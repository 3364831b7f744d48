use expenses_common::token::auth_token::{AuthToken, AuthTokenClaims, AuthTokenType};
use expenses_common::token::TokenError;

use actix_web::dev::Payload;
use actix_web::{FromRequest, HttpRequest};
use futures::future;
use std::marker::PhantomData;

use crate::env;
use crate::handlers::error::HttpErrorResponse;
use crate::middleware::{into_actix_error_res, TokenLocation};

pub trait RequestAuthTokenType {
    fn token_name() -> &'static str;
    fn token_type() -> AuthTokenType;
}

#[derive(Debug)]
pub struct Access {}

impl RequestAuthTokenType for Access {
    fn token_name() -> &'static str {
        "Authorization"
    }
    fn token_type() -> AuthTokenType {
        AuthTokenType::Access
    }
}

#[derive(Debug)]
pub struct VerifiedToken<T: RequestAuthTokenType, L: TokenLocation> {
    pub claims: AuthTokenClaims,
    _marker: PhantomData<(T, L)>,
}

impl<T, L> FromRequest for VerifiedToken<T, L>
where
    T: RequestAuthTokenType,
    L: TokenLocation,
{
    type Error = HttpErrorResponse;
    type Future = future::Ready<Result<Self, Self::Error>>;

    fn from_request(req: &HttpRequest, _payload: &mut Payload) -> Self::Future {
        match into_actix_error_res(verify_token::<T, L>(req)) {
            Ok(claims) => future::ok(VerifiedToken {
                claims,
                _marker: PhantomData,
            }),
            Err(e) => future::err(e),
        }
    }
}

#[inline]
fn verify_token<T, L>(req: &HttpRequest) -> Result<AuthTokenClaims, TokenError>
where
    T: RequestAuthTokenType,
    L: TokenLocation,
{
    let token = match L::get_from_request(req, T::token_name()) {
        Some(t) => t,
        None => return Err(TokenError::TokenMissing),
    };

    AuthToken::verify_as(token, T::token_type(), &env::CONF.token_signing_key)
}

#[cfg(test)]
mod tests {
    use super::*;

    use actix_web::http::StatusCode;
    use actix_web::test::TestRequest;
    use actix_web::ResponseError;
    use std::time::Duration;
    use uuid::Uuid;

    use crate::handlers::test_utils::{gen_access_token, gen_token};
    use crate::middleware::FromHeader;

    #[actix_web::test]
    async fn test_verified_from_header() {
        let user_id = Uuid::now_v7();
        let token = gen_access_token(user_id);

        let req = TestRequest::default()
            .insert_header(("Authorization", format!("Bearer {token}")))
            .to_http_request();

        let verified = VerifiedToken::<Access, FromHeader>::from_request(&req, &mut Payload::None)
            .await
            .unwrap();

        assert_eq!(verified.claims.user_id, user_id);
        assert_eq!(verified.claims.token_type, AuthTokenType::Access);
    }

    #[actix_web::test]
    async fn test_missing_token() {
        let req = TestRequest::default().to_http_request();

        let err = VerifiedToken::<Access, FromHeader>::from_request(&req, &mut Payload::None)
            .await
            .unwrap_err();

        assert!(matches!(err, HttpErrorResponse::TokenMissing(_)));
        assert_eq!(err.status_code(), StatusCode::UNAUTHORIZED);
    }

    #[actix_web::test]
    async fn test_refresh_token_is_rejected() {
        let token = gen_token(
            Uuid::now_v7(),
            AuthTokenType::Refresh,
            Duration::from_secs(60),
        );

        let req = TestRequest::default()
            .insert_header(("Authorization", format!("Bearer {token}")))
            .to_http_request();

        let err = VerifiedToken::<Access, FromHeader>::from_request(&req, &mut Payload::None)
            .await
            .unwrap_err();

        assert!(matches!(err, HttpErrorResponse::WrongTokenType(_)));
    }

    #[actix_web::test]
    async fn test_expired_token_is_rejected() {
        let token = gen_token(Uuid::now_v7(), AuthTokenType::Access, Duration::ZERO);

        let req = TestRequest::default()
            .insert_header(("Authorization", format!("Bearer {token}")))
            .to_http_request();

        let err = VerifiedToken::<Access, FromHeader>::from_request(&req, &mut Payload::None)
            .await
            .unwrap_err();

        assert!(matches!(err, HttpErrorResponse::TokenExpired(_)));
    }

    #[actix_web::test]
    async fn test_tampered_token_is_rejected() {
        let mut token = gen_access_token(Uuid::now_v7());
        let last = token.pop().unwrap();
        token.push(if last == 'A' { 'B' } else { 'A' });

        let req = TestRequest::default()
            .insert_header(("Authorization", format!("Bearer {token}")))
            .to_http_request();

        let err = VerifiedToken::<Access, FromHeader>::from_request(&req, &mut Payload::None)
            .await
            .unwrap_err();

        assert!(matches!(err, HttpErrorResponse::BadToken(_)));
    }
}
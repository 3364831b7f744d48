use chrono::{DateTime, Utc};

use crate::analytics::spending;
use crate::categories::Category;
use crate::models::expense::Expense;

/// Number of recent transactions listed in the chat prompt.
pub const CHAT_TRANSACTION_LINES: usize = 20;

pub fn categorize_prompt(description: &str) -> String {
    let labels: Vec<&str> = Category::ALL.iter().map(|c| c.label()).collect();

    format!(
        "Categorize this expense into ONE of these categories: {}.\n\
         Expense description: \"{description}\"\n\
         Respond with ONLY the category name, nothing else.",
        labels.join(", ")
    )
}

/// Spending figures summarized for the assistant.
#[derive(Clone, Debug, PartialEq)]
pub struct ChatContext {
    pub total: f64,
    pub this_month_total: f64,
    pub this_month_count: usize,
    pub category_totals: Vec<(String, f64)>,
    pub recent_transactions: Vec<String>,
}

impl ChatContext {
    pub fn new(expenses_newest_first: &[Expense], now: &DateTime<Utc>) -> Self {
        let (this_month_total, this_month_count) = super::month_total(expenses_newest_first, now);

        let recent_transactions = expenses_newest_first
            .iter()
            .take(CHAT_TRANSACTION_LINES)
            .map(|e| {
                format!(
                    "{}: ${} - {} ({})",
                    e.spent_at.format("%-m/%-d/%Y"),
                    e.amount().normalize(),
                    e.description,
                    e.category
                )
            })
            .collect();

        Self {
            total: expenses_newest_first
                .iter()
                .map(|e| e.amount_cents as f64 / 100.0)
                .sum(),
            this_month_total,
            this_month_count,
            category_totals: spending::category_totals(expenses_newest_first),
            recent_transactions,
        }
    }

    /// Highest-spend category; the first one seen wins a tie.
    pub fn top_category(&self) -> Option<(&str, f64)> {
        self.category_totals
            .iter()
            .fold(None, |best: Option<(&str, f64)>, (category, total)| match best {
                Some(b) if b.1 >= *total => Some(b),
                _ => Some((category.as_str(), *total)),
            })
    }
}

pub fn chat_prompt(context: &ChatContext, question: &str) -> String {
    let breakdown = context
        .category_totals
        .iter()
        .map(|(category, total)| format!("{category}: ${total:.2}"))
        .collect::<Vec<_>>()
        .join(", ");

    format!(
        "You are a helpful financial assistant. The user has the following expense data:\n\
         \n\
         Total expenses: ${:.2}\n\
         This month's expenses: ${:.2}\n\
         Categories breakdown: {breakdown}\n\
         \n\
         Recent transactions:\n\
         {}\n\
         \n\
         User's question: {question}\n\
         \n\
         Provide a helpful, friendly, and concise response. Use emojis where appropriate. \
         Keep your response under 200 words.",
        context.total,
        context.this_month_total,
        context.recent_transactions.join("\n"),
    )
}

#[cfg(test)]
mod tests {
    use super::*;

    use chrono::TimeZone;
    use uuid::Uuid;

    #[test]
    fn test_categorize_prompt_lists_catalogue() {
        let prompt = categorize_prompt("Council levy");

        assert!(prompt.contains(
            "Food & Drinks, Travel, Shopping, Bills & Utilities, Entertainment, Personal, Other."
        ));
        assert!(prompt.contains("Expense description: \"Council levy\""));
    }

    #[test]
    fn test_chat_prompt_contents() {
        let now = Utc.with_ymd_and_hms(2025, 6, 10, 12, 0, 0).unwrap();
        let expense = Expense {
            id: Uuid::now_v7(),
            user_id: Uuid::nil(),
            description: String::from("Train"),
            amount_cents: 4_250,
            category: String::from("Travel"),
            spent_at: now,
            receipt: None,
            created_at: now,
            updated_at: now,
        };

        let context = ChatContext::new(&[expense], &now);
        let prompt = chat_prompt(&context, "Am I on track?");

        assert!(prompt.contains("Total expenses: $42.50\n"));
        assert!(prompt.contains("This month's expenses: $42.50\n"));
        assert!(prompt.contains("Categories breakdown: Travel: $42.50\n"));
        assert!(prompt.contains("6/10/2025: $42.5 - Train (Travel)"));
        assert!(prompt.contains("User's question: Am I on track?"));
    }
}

-- TRY IT --
Going through the records, work out how many lines contain the word "DateTime". Please answer with the number only.

-- COMPLETED TASK --
2